At the one year anniversary it was blustery and windy. I stood shivering and crying, getting cold and wet. I wasn’t sure how long I should stay. Not that anyone was watching but, well I didn’t want to look like I had rushed it. Our section still boasted a slight hill. Some Maori believe that when the earth subsides that means the soul has departed. If Pat was still around I wasn’t feeling anything but rain dripping down my back. As I drove away from the cemetery I knew that with the plot nearly flat I had one remaining death duty to fulfil. Whanau from the far north had asked that I take something of Pats back to the land and bury it, by the bach, beneath the urupa on the hill behind, and looking out on to Doubtless Bay.

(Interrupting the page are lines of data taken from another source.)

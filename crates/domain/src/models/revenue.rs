//! Revenue metrics, split by attribution point.

use chrono::NaiveDate;
use serde::{Deserialize, Serialize};

use super::metric::{MetricWithChange, MetricWithTimeSeries};

/// Revenue attributed to video widgets, split into purchases made inside
/// the video player and purchases made after watching.
#[derive(Debug, Clone, PartialEq, Serialize, Deserialize)]
#[serde(rename_all = "camelCase")]
pub struct RevenueMetrics {
    pub in_video: MetricWithTimeSeries,
    pub post_video: MetricWithTimeSeries,
}

impl RevenueMetrics {
    /// Tag both series with the queried date range.
    pub fn with_range(mut self, start: NaiveDate, end: NaiveDate) -> Self {
        self.in_video = self.in_video.with_range(start, end);
        self.post_video = self.post_video.with_range(start, end);
        self
    }

    /// Combined revenue KPI across both attribution points.
    pub fn total(&self) -> MetricWithChange {
        MetricWithChange::from_previous(
            self.in_video.metric.value + self.post_video.metric.value,
            self.in_video.metric.previous_value + self.post_video.metric.previous_value,
        )
    }
}
//! Error taxonomy for analytics fetching and normalization.

use thiserror::Error;

/// Errors surfaced by the analytics service.
///
/// The all-stores endpoints recover from most of these by substituting
/// mock data; see [`AnalyticsError::is_recoverable`]. Per-store domain
/// lookups never mask an error, since silently showing another store's
/// numbers is worse than showing none.
#[derive(Debug, Error)]
pub enum AnalyticsError {
    /// Admin API key rejected by the upstream (HTTP 401).
    #[error("Unauthorized: invalid admin API key")]
    Unauthorized,

    /// A scoped lookup hit HTTP 404.
    #[error("Store not found: {scope}")]
    StoreNotFound { scope: String },

    /// Upstream answered with an unexpected status.
    #[error("Analytics API error: HTTP {status} on {endpoint}")]
    Upstream { status: u16, endpoint: String },

    /// Network-level failure (connect, timeout, TLS).
    #[error("HTTP error: {0}")]
    Http(#[from] reqwest::Error),

    /// Upstream payload was missing required structure.
    #[error("Invalid analytics response: {0}")]
    InvalidResponse(String),

    /// The operation needs a configured upstream and has no mock fallback.
    #[error("Analytics API base URL is not configured")]
    NotConfigured,
}

impl AnalyticsError {
    /// Whether the all-stores fallback policy may substitute mock data.
    ///
    /// Unauthorized and not-found are user-actionable and always surfaced;
    /// transient and malformed-payload failures are recoverable.
    pub fn is_recoverable(&self) -> bool {
        !matches!(
            self,
            Self::Unauthorized | Self::StoreNotFound { .. } | Self::NotConfigured
        )
    }
}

In the last year I had been north plenty. I spent last summer working in a bar in Paihia, where I had lived before I returned to Auckland and married my best friend. I hadn’t been up to Whatuwhiwhi though. I just couldn’t. The thought alone made my heart break in another place every time I considered it. Facing the place where we had spent so many happy times, and the people, all of those who hadn’t come down for the funeral, the kind words, and just the loss.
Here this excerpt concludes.